Mabel A. Shaw (1880 – June 15, 1962) was noted as the person who held the record of gambling on horse races at Hollywood Park race track in California. She was called "America's No. 1 racing fan."

Except for brief periods of illness, Mrs. Shaw did not miss a day's racing from the park's opening on June 10, 1938, nor did she fail to bet on a single race. When the grandstand burned down in 1949 and the management moved the track's operation to Santa Anita that year, she took an apartment close by to continue her attendance. For most of this time, she was the co-owner of the Inglewood Daily News.

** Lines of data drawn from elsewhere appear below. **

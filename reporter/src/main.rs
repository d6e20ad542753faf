//! Weekboard Reporter - weekly board activity report generator.
//!
//! This binary pulls board activity from a Trello-compatible API and writes
//! two CSV reports covering the selected day window.
//!
//! # Commands
//!
//! - `weekboard-reporter report`: Generate the weekly reports
//! - `weekboard-reporter boards`: List boards visible to the credentials
//!
//! # Environment Variables
//!
//! See the [`config`](weekboard_reporter::config) module for available
//! configuration options.

use std::path::PathBuf;

use anyhow::{Context, Result};
use chrono::Utc;
use clap::{Parser, Subcommand, ValueEnum};
use tracing::info;
use tracing_subscriber::EnvFilter;

use weekboard_reporter::actions::ReportWindow;
use weekboard_reporter::client::BoardClient;
use weekboard_reporter::config::Config;
use weekboard_reporter::pipeline::{self, RunOptions};
use weekboard_reporter::progress::ChecklistScope;
use weekboard_reporter::summary::{flat_report, summary_report};
use weekboard_reporter::writer::write_report;

/// Default day offset for the report window.
const DEFAULT_DAY_OFFSET: u32 = 7;

/// Weekboard Reporter - weekly board activity report generator.
///
/// Fetches cards, checklists, and activity events from the configured
/// boards and writes a flat per-event listing plus a per-item summary.
#[derive(Parser, Debug)]
#[command(name = "weekboard-reporter")]
#[command(author, version, about, long_about = None)]
#[command(after_help = "\
ENVIRONMENT VARIABLES:
    WEEKBOARD_API_KEY          API key (required)
    WEEKBOARD_API_TOKEN        API token (required)
    WEEKBOARD_BASE_URL         API base URL (default: https://api.trello.com/1)
    WEEKBOARD_BOARDS           Comma-separated board allow-list (required)
    WEEKBOARD_EXCLUDE_LABELS   Labels excluding a card (default: canceled,pending,done)

EXAMPLES:
    # List boards visible to the credentials
    weekboard-reporter boards

    # Generate this week's reports
    export WEEKBOARD_BOARDS=\"newmedia.projects,newmedia.r&d\"
    weekboard-reporter report

    # Cover the last 14 days, comments included
    weekboard-reporter report --days 14 --include-comments
")]
struct Cli {
    #[command(subcommand)]
    command: Command,
}

/// CLI subcommands.
#[derive(Subcommand, Debug)]
enum Command {
    /// Generate the weekly reports.
    ///
    /// Requires WEEKBOARD_API_KEY, WEEKBOARD_API_TOKEN, and
    /// WEEKBOARD_BOARDS environment variables.
    Report(ReportArgs),

    /// List all boards visible to the credentials.
    ///
    /// Useful for populating WEEKBOARD_BOARDS.
    Boards,
}

/// Arguments for the report command.
#[derive(clap::Args, Debug)]
struct ReportArgs {
    /// Day offset: events newer than this many days ago are reported.
    #[arg(long, default_value_t = DEFAULT_DAY_OFFSET)]
    days: u32,

    /// Include card comments in the report.
    #[arg(long)]
    include_comments: bool,

    /// Checklist-selection policy for progress computation.
    #[arg(long, value_enum, default_value = "union")]
    scope: ScopeArg,

    /// Path of the flat report.
    #[arg(long, default_value = "output.csv")]
    output: PathBuf,

    /// Path of the rolled-up summary report.
    #[arg(long, default_value = "output-summary.csv")]
    summary_output: PathBuf,
}

/// Checklist-selection policy, as exposed on the command line.
#[derive(Debug, Clone, Copy, ValueEnum)]
enum ScopeArg {
    /// Count Main- and Todo-checklist items together.
    Union,

    /// Count Main-checklist items; use Todo checklists only when no Main
    /// checklist exists.
    MainFirst,
}

impl From<ScopeArg> for ChecklistScope {
    fn from(arg: ScopeArg) -> Self {
        match arg {
            ScopeArg::Union => ChecklistScope::Union,
            ScopeArg::MainFirst => ChecklistScope::MainFirst,
        }
    }
}

fn main() -> Result<()> {
    let cli = Cli::parse();

    init_logging();

    let runtime = tokio::runtime::Builder::new_multi_thread()
        .enable_all()
        .build()
        .context("Failed to create tokio runtime")?;

    match cli.command {
        Command::Report(args) => runtime.block_on(run_report(args)),
        Command::Boards => runtime.block_on(run_boards()),
    }
}

/// Runs the report command: collect, aggregate, write.
async fn run_report(args: ReportArgs) -> Result<()> {
    info!("Starting weekboard reporter");

    let config = Config::from_env().context("Failed to load configuration")?;

    info!(
        base_url = %config.base_url,
        boards = ?config.boards,
        exclude_labels = ?config.exclude_labels,
        days = args.days,
        "Configuration loaded"
    );

    let client = BoardClient::new(&config.base_url, &config.api_key, &config.api_token)
        .context("Failed to create API client")?;

    let today = Utc::now().date_naive();
    let opts = RunOptions {
        window: ReportWindow::ending_today(today, args.days),
        include_comments: args.include_comments,
        scope: args.scope.into(),
        today,
    };

    let data = pipeline::collect(&client, &config, &opts)
        .await
        .context("Failed to fetch board data")?;

    let flat = flat_report(&data.actions, &data.todos);
    info!(path = %args.output.display(), rows = flat.len(), "Writing flat report");
    write_report(&args.output, &flat).context("Failed to write flat report")?;

    let summary = summary_report(&data.actions, &data.todos);
    let summary_rows: Vec<_> = summary
        .iter()
        .flat_map(|container| container.rows.iter())
        .collect();
    info!(
        path = %args.summary_output.display(),
        rows = summary_rows.len(),
        "Writing summary report"
    );
    write_report(&args.summary_output, summary_rows.iter().copied())
        .context("Failed to write summary report")?;

    info!("Finished");
    Ok(())
}

/// Runs the boards command: print every board the credentials can see.
async fn run_boards() -> Result<()> {
    let config = Config::from_env().context("Failed to load configuration")?;
    let client = BoardClient::new(&config.base_url, &config.api_key, &config.api_token)
        .context("Failed to create API client")?;

    let boards = client
        .member_boards()
        .await
        .context("Failed to list boards")?;

    for board in boards {
        let marker = if config.board_selected(&board.name) {
            " (selected)"
        } else {
            ""
        };
        println!("{}  {}{}", board.id, board.name, marker);
    }

    Ok(())
}

/// Initializes the logging subsystem.
fn init_logging() {
    let filter = EnvFilter::try_from_default_env().unwrap_or_else(|_| EnvFilter::new("info"));

    tracing_subscriber::fmt()
        .with_env_filter(filter)
        .with_target(true)
        .with_level(true)
        .init();
}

It was calculated that she had wagered on 16,032 horses in placing 5,344 win-place-show bets through June 19, 1953 (668 days of racing). By the time she died on June 15, 1962, she had bet on 9,769 races. When she could not attend because of illness, she sent her wagers with a friend.

"I've come here when I could hardly walk, and I've come fresh out of hospitals. Climbing 500 steps a day to place bets keeps me young," she said about the Hollywood Park grandstand.

Mrs. Shaw said she did not play hunches, but wagered on past performance. In one instance, she could not make up her mind and bet on two horses to win, and they finished in a dead heat.

Her favorite jockeys were Willie Steed, Joe Phillippi, Johnny Longden and Willie Shoemaker. Her favorite horses were Seabiscuit, Sickle Bill and Malicious. She began carrying one of Seabiscuit's racing plates to the turf club at the track, where regular patrons rubbed their tickets on it for good luck.

An original shareholder in the Hollywood Park organization, Mrs. Shaw celebrated all her birthdays at the track except when it was closed during World War II.